What Goals Can IRCLogParser Accomplish?

IRCLogParser aims to cover some of the most prevalent issues and topics in social networking. It can be used to track the community of experts on channels, form different types of graphs for making predictive models, track the nickname changes of users, assign weights based on the activeness or response times for each user amongst various other activities.

Evolution of a channel through Time lapse

We use the dynamic graphs feature obtained from Gephi (https://gephi.org/). Gephi can read various different graph formats like CSV, Spreadsheet, GraphML, GDF, GML, Pajek etc. We input graph information using the Spreadsheet format into Gephi. The Spreadsheet must contain both node and edge characteristics which is written using a python program.For nodes the columns are ID, Label, Date start, Date end. For edges the columns are From, To, Date start, Date end. The start and end times are in datetime format and can be merged together to create the time interval for our time lapse. The nodes are fixed for a particular time interval, e.g a month and are organised in a circular layout. The edges appear when a message is sent in the IRC channel, parsed using the IRC log files. The edges that appear on a particular day stay till the end of the day.

Time lapse [29-March-2013 04:06:00]:

The evolution techniques for analyzing the IRC social networks are depicted in the figure below. Out of these, we utilize the time lapse for aggregate graph as mentioned above.

Interest of a user

IRCLogParser has the ability to parse log files of various channels in a directory structure and map a user with the channels he was present on. This helps us in identifying the interest base of users and further predicting their availability on particular channels. It can also give us information about the probability of a user being on certain channels over other ones.
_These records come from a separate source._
//! # Palimpsest
//!
//! The unified API for Palimpsest: materialized views over append-only,
//! per-identity signed feeds.
//!
//! ## Overview
//!
//! Nothing in a feed is ever changed. Resources are declared by a Creation,
//! revised by Edits that point at the entry they supersede, and removed by
//! Tombstones. The Engine compacts that history back into one current
//! record per live resource, on every read.
//!
//! - **Collections**: per-type list/get/create/update/remove
//! - **Actions**: votes, confirmations and toggles, at most once per actor
//! - **Derived status**: deadlines close resources on read, never on disk
//! - **Activity**: one deduplicated feed across every built-in type
//!
//! ## Usage
//!
//! ```rust,no_run
//! use palimpsest::{Context, Engine, EngineConfig, ListFilter};
//! use palimpsest::core::Keypair;
//! use palimpsest::resources::Task;
//! use palimpsest::store::SqliteFeed;
//!
//! async fn example() {
//!     let keypair = Keypair::generate();
//!     let feed = SqliteFeed::open("palimpsest.db").unwrap();
//!     let engine = Engine::new(feed, EngineConfig::default());
//!     let ctx = Context::system(&keypair);
//!
//!     let tasks = engine.collection::<Task>();
//!     let created = tasks.create(&ctx, Task::new("water the plants")).await.unwrap();
//!
//!     let record = tasks.get_by_id(&ctx, &created.key()).await.unwrap();
//!     assert_eq!(record.body.title, "water the plants");
//!
//!     let open = tasks.list_all(&ctx, &ListFilter::default()).await.unwrap();
//!     assert_eq!(open.len(), 1);
//! }
//! ```
//!
//! ## Re-exports
//!
//! - `palimpsest::core` - Entries, content, keys, validation
//! - `palimpsest::store` - Feed store trait, SQLite and in-memory feeds
//! - `palimpsest::view` - Pure compaction: chains, tombstones, live sets

pub mod activity;
pub mod collection;
pub mod config;
pub mod context;
pub mod engine;
pub mod error;
pub mod mutation;
pub mod reader;
pub mod resources;

// Re-export component crates
pub use palimpsest_core as core;
pub use palimpsest_store as store;
pub use palimpsest_view as view;

// Re-export main types for convenience
pub use activity::{ActivityFilter, ActivityItem, ActivityOrder};
pub use collection::{Collection, ListFilter};
pub use config::{EngineConfig, WriteMode};
pub use context::Context;
pub use engine::{Engine, IngestResult};
pub use error::{EngineError, Result};
pub use mutation::MutationHelper;
pub use reader::EntryReader;

// Re-export commonly used types
pub use palimpsest_core::{AuthorId, Content, EntryKey, Keypair, LogEntry, RootId};
pub use palimpsest_view::{
    Actionable, ChainFault, CurrentRecord, FaultKind, Resource, Revision, Status, TombstonePolicy,
};
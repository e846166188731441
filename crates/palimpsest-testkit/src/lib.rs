//! # Palimpsest Testkit
//!
//! Testing utilities for Palimpsest.
//!
//! ## Overview
//!
//! This crate provides:
//!
//! - **Fixtures**: an engine over an in-memory feed, named participants with
//!   deterministic keys, and a frozen clock
//! - **Generators**: proptest strategies for random edit histories with
//!   forks, stray pointers, and tombstones from any author
//! - **Store doubles**: [`FlakyFeed`], a feed that can be made unreachable
//!
//! ## Property Testing
//!
//! ```rust,ignore
//! use proptest::prelude::*;
//! use palimpsest_testkit::generators::{history, Note};
//! use palimpsest_view::build_live_set;
//!
//! proptest! {
//!     #[test]
//!     fn live_set_is_pure(log in history(32)) {
//!         let a = build_live_set::<Note>(&log).into_records();
//!         let b = build_live_set::<Note>(&log).into_records();
//!         prop_assert_eq!(a, b);
//!     }
//! }
//! ```
//!
//! ## Test Fixtures
//!
//! ```rust
//! use palimpsest::resources::Task;
//! use palimpsest_testkit::TestFixture;
//!
//! # async fn example() -> palimpsest::Result<()> {
//! let fixture = TestFixture::new();
//! let tasks = fixture.engine.collection::<Task>();
//! let entry = tasks.create(&fixture.ctx(&fixture.alice), Task::new("sweep")).await?;
//!
//! fixture.advance(60_000);
//! let record = tasks.get_by_id(&fixture.ctx(&fixture.bob), &entry.key()).await?;
//! assert_eq!(record.body.title, "sweep");
//! # Ok(())
//! # }
//! ```

pub mod fixtures;
pub mod flaky;
pub mod generators;

pub use fixtures::{init_tracing, participants, FrozenClock, Participant, TestFixture};
pub use flaky::FlakyFeed;
pub use generators::{build_history, history, random_steps, Note, Notice, Step};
User named Rafael was on these 8 channels for the Month of January, 2013.

Community Structure

In the study of complex networks, a network is said to have community structure if the nodes of the network can be easily grouped into sets of nodes such that each set of nodes is densely connected internally. This implies that the network divides naturally into groups of nodes with dense connections internally and sparser connections between groups. The more general definition is based on the principle that pairs of nodes are more likely to be connected if they are both members of the same community(ies), and less likely to be connected if they do not share communities.

We deduce the community structure for IRC channel communications using the Infomaps community detection algorithm. (http://www.mapequation.org/code.html)

Infomap optimizes the map equation, which exploits the information-theoretic duality between the problem of compressing data, and the problem of detecting and extracting significant patterns or structures within those data. Specifically, the map equation is a flow-based method and operates on dynamics on the network. The hierarchical map equation measures the per-step average code length necessary to describe a random walker’s movements on a network, given a hierarchical network partition.

Infomaps takes pajek format (http://www.mapequation.org/code.html#Pajek-format) files as input and outputs a .tree file (http://www.mapequation.org/code.html#Tree-format) for analysis. The pajek files are produced using a python program which reads the IRC log files and uses python-igraph’s write_pajek function to do the required. The resulting hierarchy corresponds to the best hierarchical partition (shortest description length) of the attempts.

Statistical (Activity) graphs of users and channels

The statistical information for users are their indegree and outdegree. This characteristic gives excellent information about the contribution of a user on a channel. For e.g a user with a constantly high indegree on a ubuntu doubt solving channel can be one with a good level of expertise who gets a lot of questions for newbies, on the other hand one with a high outdegree can be a user with a lot of doubts to be solved. The change in a users degree distribution over time can give us important information about his behaviour specifically his interest and channel contribution. Also, we can observe some users with initially a higher outdegree to later have a higher indegree over a year span which demonstrates the increase in proficiency of that user from a beginner to a expert.

Statistics for the users is different from the ones involved for analyzing a channel behaviour. These include-

1. HeatMap, mentioned above.
2. Response time(RT) - This refers to the response time of a message i.e. the best guess for the time at which one can expect a reply for his/her message.
3. Conversation Length(CL) - The length of time for which two users communicate i.e. if a message is not replied to within RT, then it is considered as a part of another conversation.
4. Conversation Refresh time(CRT) - For a pair of users, this refers to the time when one conversation ends and another one starts.
5. Multidimensional Analysis of (1) to (5) We extend our aforementioned analysis to all the ubuntu channels for 2009-2014.